Recently, I heard an interview with William Deresiewicz, railing against the Ivy League. His thesis is, “The system manufactures students who are smart and talented and driven, yes, but also anxious, timid, and lost, with little intellectual curiosity and a stunted sense of purpose: trapped in a bubble of privilege, heading meekly in the same direction, great at what they’re doing but with no idea why they’re doing it.” He calls them, and his book, Excellent Sheep. Which, is fine I guess, but a little irritating.  My dad said you don't have to go to college to learn how to spend money.

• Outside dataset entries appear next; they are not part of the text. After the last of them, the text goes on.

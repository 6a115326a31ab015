//! Integration tests for the backoff retry policy.

use std::sync::atomic::{AtomicU32, Ordering};
use std::sync::Arc;
use std::time::Duration;

use opsguard::domain::models::RetryConfig;
use opsguard::{retry_with_backoff, RetryPolicy};
use tokio::time::Instant;

#[derive(Debug, Clone, PartialEq, thiserror::Error)]
enum ScanError {
    #[error("invalid SBOM payload")]
    InvalidPayload,
    #[error("registry rate limited")]
    RateLimited,
}

fn counting_failure(
    calls: &Arc<AtomicU32>,
    error: ScanError,
) -> impl FnMut() -> std::future::Ready<Result<(), ScanError>> {
    let calls = Arc::clone(calls);
    move || {
        calls.fetch_add(1, Ordering::SeqCst);
        std::future::ready(Err(error.clone()))
    }
}

#[tokio::test(start_paused = true)]
async fn test_always_failing_call_scenario() {
    let policy = RetryPolicy::new(2, Duration::from_millis(100), Duration::from_secs(5));
    let calls = Arc::new(AtomicU32::new(0));

    let result = retry_with_backoff(
        &policy,
        |e| *e == ScanError::InvalidPayload,
        counting_failure(&calls, ScanError::InvalidPayload),
    )
    .await;

    assert_eq!(result, Err(ScanError::InvalidPayload));
    assert_eq!(calls.load(Ordering::SeqCst), 3);
}

#[tokio::test(start_paused = true)]
async fn test_default_policy_invokes_four_times() {
    let policy = RetryPolicy::from_config(&RetryConfig {
        jitter: false,
        ..Default::default()
    });
    let calls = Arc::new(AtomicU32::new(0));
    let started = Instant::now();

    let result = policy
        .execute(counting_failure(&calls, ScanError::RateLimited))
        .await;

    assert_eq!(result, Err(ScanError::RateLimited));
    assert_eq!(calls.load(Ordering::SeqCst), 4);
    // 1s + 2s + 4s
    assert!(started.elapsed() >= Duration::from_secs(7));
}

#[tokio::test(start_paused = true)]
async fn test_non_matching_error_is_not_retried() {
    let policy = RetryPolicy::new(5, Duration::from_secs(1), Duration::from_secs(10));
    let calls = Arc::new(AtomicU32::new(0));

    let result = retry_with_backoff(
        &policy,
        |e| *e == ScanError::RateLimited,
        counting_failure(&calls, ScanError::InvalidPayload),
    )
    .await;

    assert_eq!(result, Err(ScanError::InvalidPayload));
    assert_eq!(calls.load(Ordering::SeqCst), 1);
}

#[tokio::test(start_paused = true)]
async fn test_jittered_backoff_within_bounds() {
    let policy = RetryPolicy::new(1, Duration::from_secs(2), Duration::from_secs(10)).with_jitter(true);
    let calls = Arc::new(AtomicU32::new(0));
    let started = Instant::now();

    let _ = policy
        .execute(counting_failure(&calls, ScanError::RateLimited))
        .await;

    let waited = started.elapsed();
    assert!(waited >= Duration::from_secs(1), "waited {waited:?}");
    assert!(waited <= Duration::from_secs(3) + Duration::from_millis(5), "waited {waited:?}");
}

#[test]
fn test_delay_sequence_is_capped() {
    let policy = RetryPolicy::new(10, Duration::from_millis(500), Duration::from_secs(3))
        .with_exponential_base(3.0);

    let delays: Vec<Duration> = (0..4).map(|n| policy.delay_for_attempt(n)).collect();
    assert_eq!(
        delays,
        vec![
            Duration::from_millis(500),
            Duration::from_millis(1500),
            Duration::from_secs(3),
            Duration::from_secs(3),
        ]
    );
}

May I add that you don't have to go to an expensive college to learn how to feel bad about your life? It's not just the young entitled that don't know the purpose of their lives. It just gives you the luxury to indulge  your angst. To paraphrase Garrison Keillor, sure you're depressed, but what does that have to with the fact that the cows still need to be milked?

In any event, it's the furious sheep that are so annoying. Just like you wouldn't let a fox guard a henhouse, why would you let Fox guard a sheepfold? The oxymoronic thought leaders on the right didn't want socialized medicine and released their sheeps of war to attack it, arguing for mandates and subsidies for insurance companies. When they got what they wanted, they turned their ovine marauders loose on it chanting,  "Obamacare bad, the exact same thing by a different name, good. And, also Benghazi."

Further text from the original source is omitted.